The dishonest one was Stanley Graff, the outside salesman.
For some time Babbitt had been worried about Graff. He did not keep his word to tenants. In order to rent a house he would promise repairs which the owner had not authorized. It was suspected that he juggled inventories of furnished houses so that when the tenant left he had to pay for articles which had never been in the house and the price of which Graff put into his pocket. Babbitt had not been able to prove these suspicions, and though he had rather planned to discharge Graff he had never quite found time for it.
Now into Babbitt’s private room charged a red-faced man, panting, “Look here! I’ve come to raise particular merry hell, and unless you have that fellow pinched, I will!”
“What’s— Calm down, o’ man. What’s trouble?”

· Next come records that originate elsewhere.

impl Node {
    pub fn empty_leaf() -> Node {
        Node::Leaf(Arc::new(Leaf { entries: Vec::new() }))
    }

    pub fn is_empty(&self) -> bool {
        match self {
            Node::Leaf(l) => l.entries.is_empty(),
            Node::Internal(b) => b.children.is_empty(),
        }
    }

    /// Binary search descent through internal pages (teacher's `reader.rs`
    /// `get()`, translated from "reverse-iterate, descend on first `k <=
    /// key`" to an equivalent `partition_point` binary search).
    pub fn get(&self, key: &[u8]) -> Option<Vec<u8>> {
        match self {
            Node::Leaf(l) => l.entries.binary_search_by(|(k, _)| k.as_slice().cmp(key)).ok().map(|i| l.entries[i].1.clone()),
            Node::Internal(b) => {
                let idx = b.keys.partition_point(|k| k.as_slice() <= key);
                let child = &b.children[idx];
                if child.guard.state() == RefState::Deleted {
                    return None;
                }
                child.node.get(key)
            }
        }
    }

    pub fn iter_range(&self, out: &mut Vec<(Vec<u8>, Vec<u8>)>) {
        match self {
            Node::Leaf(l) => out.extend(l.entries.iter().cloned()),
            Node::Internal(b) => {
                for child in &b.children {
                    if child.guard.state() != RefState::Deleted {
                        child.node.iter_range(out);
                    }
                }
            }
        }
    }

    pub fn key_count(&self) -> usize {
        match self {
            Node::Leaf(l) => l.entries.len(),
            Node::Internal(b) => b.children.iter().map(|c| c.node.key_count()).sum(),
        }
    }

    /// Build a balanced multi-level tree bottom-up from an already-sorted,
    /// deduplicated entry list (spec §4.4's bulk reconciliation path — the
    /// teacher's writer builds trees incrementally, but a from-scratch
    /// rebuild of sorted data is the standard bulk-load shortcut).
    pub fn bulk_load(entries: Vec<(Vec<u8>, Vec<u8>)>) -> Node {
        if entries.is_empty() {
            return Node::empty_leaf();
        }
        let mut level: Vec<Node> = entries
            .chunks(FANOUT)
            .map(|chunk| Node::Leaf(Arc::new(Leaf { entries: chunk.to_vec() })))
            .collect();

        while level.len() > 1 {
            let mut next = Vec::new();
            for group in level.chunks(FANOUT) {
                if group.len() == 1 {
                    next.push(group[0].clone());
                    continue;
                }
                let mut keys = Vec::with_capacity(group.len() - 1);
                let mut children = Vec::with_capacity(group.len());
                for (i, node) in group.iter().enumerate() {
                    let (low, high) = node.bounds();
                    if i > 0 {
                        keys.push(low.clone());
                    }
                    children.push(Child { guard: SharedRef::new_in_mem(), node: node.clone(), low, high });
                }
                next.push(Node::Internal(Arc::new(Internal { keys, children })));
            }
            level = next;
        }
        level.into_iter().next().unwrap_or_else(Node::empty_leaf)
    }

    /// Smallest/largest key reachable under this node; `Vec::new()`/empty
    /// sentinel for an empty leaf (only ever the whole-tree root).
    fn bounds(&self) -> (Vec<u8>, Vec<u8>) {
        match self {
            Node::Leaf(l) => (
                l.entries.first().map(|(k, _)| k.clone()).unwrap_or_default(),
                l.entries.last().map(|(k, _)| k.clone()).unwrap_or_default(),
            ),
            Node::Internal(b) => (b.children.first().unwrap().low.clone(), b.children.last().unwrap().high.clone()),
        }
    }

    /// Path-copying insert; returns the new root, splitting and propagating
    /// a separator up exactly as the teacher's `branch_insert`/`split_leaf`
    /// do for on-disk pages.
    pub fn insert(&self, key: Vec<u8>, value: Vec<u8>) -> Node {
        match self.insert_inner(&key, &value) {
            Insert::Fit(n) => n,
            Insert::Split(left, sep, right) => {
                let (llow, lhigh) = left.bounds();
                let (rlow, rhigh) = right.bounds();
                Node::Internal(Arc::new(Internal {
                    keys: vec![sep],
                    children: vec![
                        Child { guard: SharedRef::new_in_mem(), node: left, low: llow, high: lhigh },
                        Child { guard: SharedRef::new_in_mem(), node: right, low: rlow, high: rhigh },
                    ],
                }))
            }
        }
    }

    fn insert_inner(&self, key: &[u8], value: &[u8]) -> Insert {
        match self {
            Node::Leaf(l) => {
                let mut entries = l.entries.clone();
                match entries.binary_search_by(|(k, _)| k.as_slice().cmp(key)) {
                    Ok(i) => entries[i].1 = value.to_vec(),
                    Err(i) => entries.insert(i, (key.to_vec(), value.to_vec())),
                }
                if entries.len() <= FANOUT {
                    Insert::Fit(Node::Leaf(Arc::new(Leaf { entries })))
                } else {
                    let mid = entries.len() / 2;
                    let right_entries = entries.split_off(mid);
                    let sep = right_entries[0].0.clone();
                    Insert::Split(
                        Node::Leaf(Arc::new(Leaf { entries })),
                        sep,
                        Node::Leaf(Arc::new(Leaf { entries: right_entries })),
                    )
                }
            }
            Node::Internal(b) => {
                let idx = b.keys.partition_point(|k| k.as_slice() <= key);
                match b.children[idx].node.insert_inner(key, value) {
                    Insert::Fit(child) => {
                        let mut children = b.children.clone();
                        let (low, high) = child.bounds();
                        children[idx] = Child { guard: children[idx].guard.clone(), node: child, low, high };
                        Insert::Fit(Node::Internal(Arc::new(Internal { keys: b.keys.clone(), children })))
                    }
                    Insert::Split(left, sep, right) => {
                        let mut keys = b.keys.clone();
                        let mut children = b.children.clone();
                        let (llow, lhigh) = left.bounds();
                        let (rlow, rhigh) = right.bounds();
                        children[idx] = Child { guard: SharedRef::new_in_mem(), node: left, low: llow, high: lhigh };
                        children.insert(idx + 1, Child { guard: SharedRef::new_in_mem(), node: right, low: rlow, high: rhigh });
                        keys.insert(idx, sep);
                        if children.len() <= FANOUT {
                            Insert::Fit(Node::Internal(Arc::new(Internal { keys, children })))
                        } else {
                            let mid = children.len() / 2;
                            let right_children = children.split_off(mid);
                            let right_keys = keys.split_off(mid);
                            let sep = right_children[0].low.clone();
                            // The separator that sat between the two halves
                            // belongs to neither side once it becomes the
                            // parent's new key (teacher's branch split).
                            keys.pop();
                            Insert::Split(
                                Node::Internal(Arc::new(Internal { keys, children })),
                                sep,
                                Node::Internal(Arc::new(Internal { keys: right_keys, children: right_children })),
                            )
                        }
                    }
                }
            }
        }
    }

    /// Path-copying remove. Returns `None` if nothing changed (key absent).
    pub fn remove(&self, key: &[u8]) -> Option<Node> {
        match self.remove_inner(key) {
            RemoveOutcome::Unchanged => None,
            RemoveOutcome::Removed(n) => Some(n),
        }
    }

    fn remove_inner(&self, key: &[u8]) -> RemoveOutcome {
        match self {
            Node::Leaf(l) => match l.entries.binary_search_by(|(k, _)| k.as_slice().cmp(key)) {
                Err(_) => RemoveOutcome::Unchanged,
                Ok(i) => {
                    let mut entries = l.entries.clone();
                    entries.remove(i);
                    RemoveOutcome::Removed(Node::Leaf(Arc::new(Leaf { entries })))
                }
            },
            Node::Internal(b) => {
                let idx = b.keys.partition_point(|k| k.as_slice() <= key);
                match b.children[idx].node.remove_inner(key) {
                    RemoveOutcome::Unchanged => RemoveOutcome::Unchanged,
                    RemoveOutcome::Removed(child) => {
                        let mut children = b.children.clone();
                        let mut keys = b.keys.clone();
                        if child.is_empty() && children.len() > 1 {
                            // Reverse split: the child vanished entirely,
                            // fold its slot away rather than keep an empty
                            // page (teacher's `Balance::Merged` path).
                            children.remove(idx);
                            if idx == 0 {
                                keys.remove(0);
                            } else {
                                keys.remove(idx - 1);
                            }
                        } else {
                            let (low, high) = child.bounds();
                            children[idx] = Child { guard: b.children[idx].guard.clone(), node: child, low, high };
                            if idx > 0 {
                                keys[idx - 1] = children[idx].low.clone();
                            }
                        }
                        if children.len() == 1 && keys.is_empty() {
                            return RemoveOutcome::Removed(children.pop().unwrap().node);
                        }
                        let merged = Node::Internal(Arc::new(Internal { keys, children }));
                        RemoveOutcome::Removed(merge_if_small(merged))
                    }
                }
            }
        }
    }

    /// Fast truncate (spec §4.4): drop every entry in `[start, end)`
    /// without descending into a child whose whole key range already lies
    /// inside the bound — that child's guard is CAS'd straight to
    /// `Deleted` and its slot is dropped, exactly the "skip a subtree
    /// instead of walking it" behavior a linear scan-and-remove can't give.
    /// Returns the new root and the guards of every subtree fully dropped,
    /// so the caller can surface them (already transitioned) for callers
    /// that want to observe the CAS, and so rollback is just "discard the
    /// new root, the old one was never touched."
    pub fn remove_range(&self, start: &[u8], end: &[u8]) -> (Node, Vec<SharedRef>) {
        match self {
            Node::Leaf(l) => {
                let entries: Vec<_> = l.entries.iter().filter(|(k, _)| !(k.as_slice() >= start && k.as_slice() < end)).cloned().collect();
                (Node::Leaf(Arc::new(Leaf { entries })), Vec::new())
            }
            Node::Internal(b) => {
                let mut dropped = Vec::new();
                let mut keys = Vec::new();
                let mut children = Vec::new();
                for child in &b.children {
                    let fully_inside = child.low.as_slice() >= start && child.high.as_slice() < end && !child.high.is_empty();
                    let fully_outside = child.high.as_slice() < start || child.low.as_slice() >= end;
                    if fully_inside {
                        let _ = child.guard.transition(RefState::Mem, RefState::Deleted);
                        dropped.push(child.guard.clone());
                        continue;
                    }
                    if fully_outside {
                        if !children.is_empty() {
                            keys.push(child.low.clone());
                        }
                        children.push(child.clone());
                        continue;
                    }
                    let (new_child, mut sub_dropped) = child.node.remove_range(start, end);
                    dropped.append(&mut sub_dropped);
                    if new_child.is_empty() {
                        continue;
                    }
                    let (low, high) = new_child.bounds();
                    if !children.is_empty() {
                        keys.push(low.clone());
                    }
                    children.push(Child { guard: child.guard.clone(), node: new_child, low, high });
                }
                if children.is_empty() {
                    return (Node::empty_leaf(), dropped);
                }
                if children.len() == 1 {
                    return (children.pop().unwrap().node, dropped);
                }
                (Node::Internal(Arc::new(Internal { keys, children })), dropped)
            }
        }
    }
}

“Trouble! Huh! Here’s the trouble—”
“Sit down and take it easy! They can hear you all over the building!”
“This fellow Graff you got working for you, he leases me a house. I was in yesterday and signs the lease, all O.K., and he was to get the owner’s signature and mail me the lease last night. Well, and he did. This morning I comes down to breakfast and the girl says a fellow had come to the house right after the early delivery and told her he wanted an envelope that had been mailed by mistake, big long envelope with ‘Babbitt-Thompson’ in the corner of it. Sure enough, there it was, so she lets him have it. And she describes the fellow to me, and it was this Graff. So I ’phones to him and he, the poor fool, he admits it! He says after my lease was all signed he got a better offer from another fellow and he wanted my lease back. Now what you going to do about it?”
“Your name is—?”
“William Varney—W. K. Varney.”
“Oh, yes. That was the Garrison house.” Babbitt sounded the buzzer. When Miss McGoun came in, he demanded, “Graff gone out?”